Actually, I’m trying to get your attention. Of course we can’t ignore our project team members. What they say or have to say on topics definitely matters. The input they give for key decisions is important. And certainly the feedback and – and, yes criticism - they may have for us on our performance and decisions and oversight is helpful some of the time or most of the time, but necessarily all of the time.


Here’s the thing. As project managers – especially if we have four, five or six projects on our plate at any given time, it can be easy to take whatever they tell us as the absolute truth or as completely accurate…and run with it – especially if we don’t have a lot of extra time to consider it. That can be dangerous. Just as dangerous as, say, listening to the customer and accepting everything they say as accurate without asking any probing questions. If you’ve ever done that then you know how that can sometimes lead you down the path of destruction, right? So why do it with our team? Certainly, they mean no harm (and if you find out that for some reason they are trying to undermine you, have them removed from the project immediately…but that is probably the rarest of cases).


What information they give you or decision input they provide may be entirely accurate. What I’m saying is to think things through…count to ten…whatever you have to do in order to not just act and react on the information your team or anyone provides you on a project. Information is great…but it can also be dangerous if it’s inaccurate. Check it out…think it through.


Here’s what I do to ensure that I don’t react too quickly to the information flow on the project (and for the purpose of this article and this discussion, we’re going to assume this is focused on information of significant importance or potential ‘value’ to the project and team)….


Listen carefully


First, and foremost, if we are going to be good communicators (which is absolutely essential for project managers), we must be good listeners. If we never listen well, then we stand a good chance of getting inaccurate info that will be entirely our fault. Any resulting decisions or actions based on information we get will likely be the wrong decision or action. Listen first, then move on.


Discuss and confirm what was just revealed


Next, confirm what was just discussed or revealed. If I had done that this morning I would have ended up coming home from Starbucks with the free cups of coffee my wife told me to get rather than the bags of coffee from Wal-Mart that I had it in my head I was supposed to pick up. Yes, it would have been much better for me if I had listened carefully and then confirmed….but I didn’t…lesson learned yet again.


The information we are passing back and forth on our projects is often too important to leave to chance…as sometimes the resulting decisions we make or actions we take based on this info can turn the course of the project.


Consider it carefully in light of other knowledge


Now, consider the information you’ve just received and confirmed given everything else you know about the situation or the issue that the information pertains to. Is it consistent with what you already know? If it is, that may make future actions easy.
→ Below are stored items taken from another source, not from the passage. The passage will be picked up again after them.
//! First record of a DAF container.
//!
//! Only the fields needed to walk the summaries are decoded: `ND`/`NI` size each summary,
//! `FWARD` points to the first summary record and `LOCFMT` tells the byte order of the
//! numeric data. The reserved area and the FTP validation string are skipped.

use nom::{bytes::complete::take, number::complete::le_i32, IResult};

/// Size of one DAF record, in bytes.
pub const DAF_RECORD_BYTES: usize = 1 << 10;

#[derive(Debug, PartialEq, Clone)]
pub struct DAFHeader {
    pub idword: String,
    pub internal_filename: String,
    pub nd: i32,
    pub ni: i32,
    pub fward: i32,
    pub bward: i32,
    pub free: i32,
    pub locfmt: String,
}

/// Fixed-width text field, padded with blanks or NUL bytes.
fn padded_text(raw: &[u8]) -> String {
    String::from_utf8_lossy(raw)
        .trim_matches(|c: char| c == '\0' || c.is_whitespace())
        .to_string()
}

impl DAFHeader {
    pub fn parse(input: &[u8]) -> IResult<&[u8], Self> {
        let (input, id_word) = take(8usize)(input)?;
        let (input, nd) = le_i32(input)?;
        let (input, ni) = le_i32(input)?;
        let (input, ifname) = take(60usize)(input)?;
        let (input, fward) = le_i32(input)?;
        let (input, bward) = le_i32(input)?;
        let (input, free) = le_i32(input)?;
        let (input, locfmt) = take(8usize)(input)?;
        let (input, _reserved) = take(603usize)(input)?;
        let (input, _ftpstr) = take(28usize)(input)?;
        Ok((
            input,
            DAFHeader {
                idword: padded_text(id_word),
                internal_filename: padded_text(ifname),
                nd,
                ni,
                fward,
                bward,
                free,
                locfmt: padded_text(locfmt),
            },
        ))
    }

    /// Doubles per summary: `ND + ceil(NI / 2)`.
    pub fn summary_size(&self) -> usize {
        self.nd.max(0) as usize + (self.ni.max(0) as usize).div_ceil(2)
    }

    /// Old kernels leave `LOCFMT` blank; those are treated as little-endian.
    pub fn is_little_endian(&self) -> bool {
        self.locfmt.is_empty() || self.locfmt == "LTL-IEEE"
    }
}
If it greatly contradicts what you know about the given situation, then it may be unwise to react based solely on the new information. Most of us have learned this already based on the rapid flow of inaccurate information we get daily on the internet where rumors are abundant and well propagated - knowingly or unknowingly - on venues like Twitter and Facebook.


Choose how to react


And here is where you may have to ‘ignore your project team.’ You are still the project manager, still in charge, and still the one on who’s shoulders the success or failure of the project ultimately rests. So, what do you do with the new information that you’ve listened to, confirmed with the source, and considered in light of what you already know? Often your team is your sounding board…and that really doesn’t change here. Discuss it carefully and come up with a response strategy…figure out how to use this information to properly move forward with whatever key decision or action must be taken on the project. But as the project leader, you also have to be ready to take a stand and say, “We are staying the course – this information does not affect how we are going to approach this situation.” As long as you’re comfortable with it, it may be the way you have to go and you’ll have to be the strong leader everyone expects you to be and stand behind your decision.


Summary


Lots of information flows on the project. Most is very good information and I doubt that anyone is truly trying to feed bad information to project leaders. But it does happen accidentally from time to time and we can’t react based on everything we hear and every piece of information we are given. The stakes are too high. We must carefully consider information when critical decision points are reached and sometimes it’s ok to disregard information that seems to contradict logic or what we already know. Investigate, confirm, discuss…but don’t react too quickly or the decision you end up making may be harmful for the project.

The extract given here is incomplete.